While Williams has not played since losing to Naomi Osaka in the Melbourne semifinals in February, she has been practicing “very intensely” on clay courts and is ready to “start fresh” in her pursuit of Margaret Court’s record of 24 Grand Slam titles.

Preparing to return at this week’s Italian Open to gear up for Roland Garros later this month, Williams on Monday detailed her recent training regimen.

There was a block of time on clay courts back home in the United States followed by 2+ weeks on the red dirt at the French academy run by her coach, Patrick Mouratoglou.

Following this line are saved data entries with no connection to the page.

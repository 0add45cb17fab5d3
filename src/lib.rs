//! # dragino
//!
//! A LoRaWAN 1.0 Class A stack for the Dragino LoRa/GPS HAT on a
//! Raspberry Pi. The crate provides:
//!
//! - A bit-exact LoRaWAN frame codec: `PhyPayload`, `MacPayload`, `FHDR`,
//!   join-request / join-accept / data payload variants
//! - The cryptographic operations bound to the codec: AES-128 ECB,
//!   AES-CMAC message integrity codes, and session-key derivation
//! - OTAA and ABP activation with persistent uplink frame counters
//! - A Class A transmit/receive driver over an SX127x radio
//! - The EU868 frequency plan
//!
//! The radio is abstracted behind the [`radio::traits::Radio`] trait so the
//! whole stack is testable without hardware; an SX127x implementation over
//! SPI is provided in [`radio::sx127x`].
//!
//! ## Example
//!
//! Building and serializing a join request needs no hardware at all:
//!
//! ```
//! use dragino::config::device::AESKey;
//! use dragino::lorawan::phy::PhyPayload;
//!
//! let app_key = AESKey::new([0x2B; 16]);
//! let dev_eui = [0x00, 0x82, 0xAA, 0x0D, 0x42, 0x9C, 0x79, 0x34];
//! let app_eui = [0x70, 0xB3, 0xD5, 0x7E, 0xF0, 0x00, 0x4D, 0xBC];
//!
//! let frame = PhyPayload::new_join_request(app_eui, dev_eui, 0x2501, &app_key);
//! let raw = frame.to_raw();
//!
//! assert_eq!(raw.len(), 23);
//! assert!(frame.valid_mic(&app_key));
//! ```
//!
//! Driving the full Class A loop takes a [`device::Dragino`] built from a
//! configuration file and a radio; see the `demos/` harnesses for the
//! join / send / downlink flow against a simulated radio.

#![deny(unsafe_code)]
#![warn(missing_docs)]

use core::fmt;

pub mod class;
pub mod config;
pub mod crypto;
pub mod device;
pub mod lorawan;
pub mod radio;

/// Error type for the frame codec and session layer
#[derive(Debug, Clone, Copy, PartialEq, Eq)]
pub enum Error {
    /// Structural parse or build failure (length, message type, version)
    MalformedPacket(&'static str),
    /// Send attempted before any session keys exist
    NotActivated,
    /// Caller-supplied argument is out of range
    InvalidParam(&'static str),
}

impl fmt::Display for Error {
    fn fmt(&self, f: &mut fmt::Formatter<'_>) -> fmt::Result {
        match self {
            Error::MalformedPacket(what) => write!(f, "malformed packet: {}", what),
            Error::NotActivated => write!(f, "device is not activated"),
            Error::InvalidParam(what) => write!(f, "invalid parameter: {}", what),
        }
    }
}

impl std::error::Error for Error {}

/// Result type for codec and session operations
pub type Result<T> = core::result::Result<T, Error>;
//! Class A transmit/receive state machine
//!
//! The driver moves through these states:
//!
//! ```text
//! Idle --join--> Joining            (join request sent, accept awaited)
//! Joining --accept--> Joined
//! Joined --send--> Transmitting     (radio in TX)
//! Transmitting --tx done--> RxListen (RXCONT, inverted IQ)
//! RxListen --downlink handled--> Joined
//! ```
//!
//! A join transmission stays in `Joining` across TX-done: the state only
//! advances when the accept arrives in RX1/RX2. ABP devices are `Joined`
//! from activation.

/// Driver state
#[derive(Debug, Clone, Copy, PartialEq, Eq)]
pub enum ClassAState {
    /// No session, no join in flight
    Idle,
    /// Join request sent, waiting for the accept
    Joining,
    /// Session active, radio idle
    Joined,
    /// Uplink handed to the radio, TX in progress
    Transmitting,
    /// Receive windows open (RXCONT until the next transmit)
    RxListen,
}

/// Class A state tracker
#[derive(Debug, Clone, Copy, PartialEq, Eq)]
pub struct ClassA {
    state: ClassAState,
}

impl ClassA {
    /// New tracker; `activated` starts the device in `Joined` (ABP or a
    /// cached OTAA session)
    pub fn new(activated: bool) -> Self {
        Self {
            state: if activated {
                ClassAState::Joined
            } else {
                ClassAState::Idle
            },
        }
    }

    /// Current state
    pub fn state(&self) -> ClassAState {
        self.state
    }

    /// A join request was handed to the radio
    pub fn begin_join(&mut self) {
        self.state = ClassAState::Joining;
    }

    /// A data uplink was handed to the radio
    pub fn begin_transmit(&mut self) {
        self.state = ClassAState::Transmitting;
    }

    /// TX complete; receive windows open
    ///
    /// Joins keep waiting in `Joining`, data uplinks move to `RxListen`.
    pub fn tx_done(&mut self) {
        if self.state == ClassAState::Transmitting {
            self.state = ClassAState::RxListen;
        }
    }

    /// Session keys are in place (join accept processed, ABP activation
    /// or cached credentials adopted)
    pub fn activated(&mut self) {
        self.state = ClassAState::Joined;
    }

    /// A downlink was dispatched; back to idle-joined
    pub fn downlink_handled(&mut self) {
        if self.state == ClassAState::RxListen {
            self.state = ClassAState::Joined;
        }
    }

    /// True while a join accept is awaited
    pub fn awaiting_join(&self) -> bool {
        self.state == ClassAState::Joining
    }

    /// True once a session is active
    pub fn is_joined(&self) -> bool {
        matches!(
            self.state,
            ClassAState::Joined | ClassAState::Transmitting | ClassAState::RxListen
        )
    }
}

“So we had an intense several weeks of training – very intense,” Williams said. “I feel good. … I’m going to have some good matches here hopefully, and then I will be at another Grand Slam, which always makes me excited. So I think either way I’ll be ready.”

The 39-year-old Williams, who only needs one more Grand Slam title to match Court’s record, added that her fans shouldn’t read too much into the lack of tennis information she shares on social media.

“I don’t do a lot of sport content, so I do feel like people are wondering if I’m playing, and I have to say I always am, you just don’t see it,” she said. “I don’t show what I do. I don’t always show my cards.”

Williams, a four-time champion in Rome, will face either French Open semifinalist Nadia Podoroska or German qualifier Laura Siegemund in her opening match at the Foro Italico. She’s in the same quarter of the draw as Osaka and has a first-round bye.

“It’s good to start fresh but it’s also hard to start fresh,” Williams said.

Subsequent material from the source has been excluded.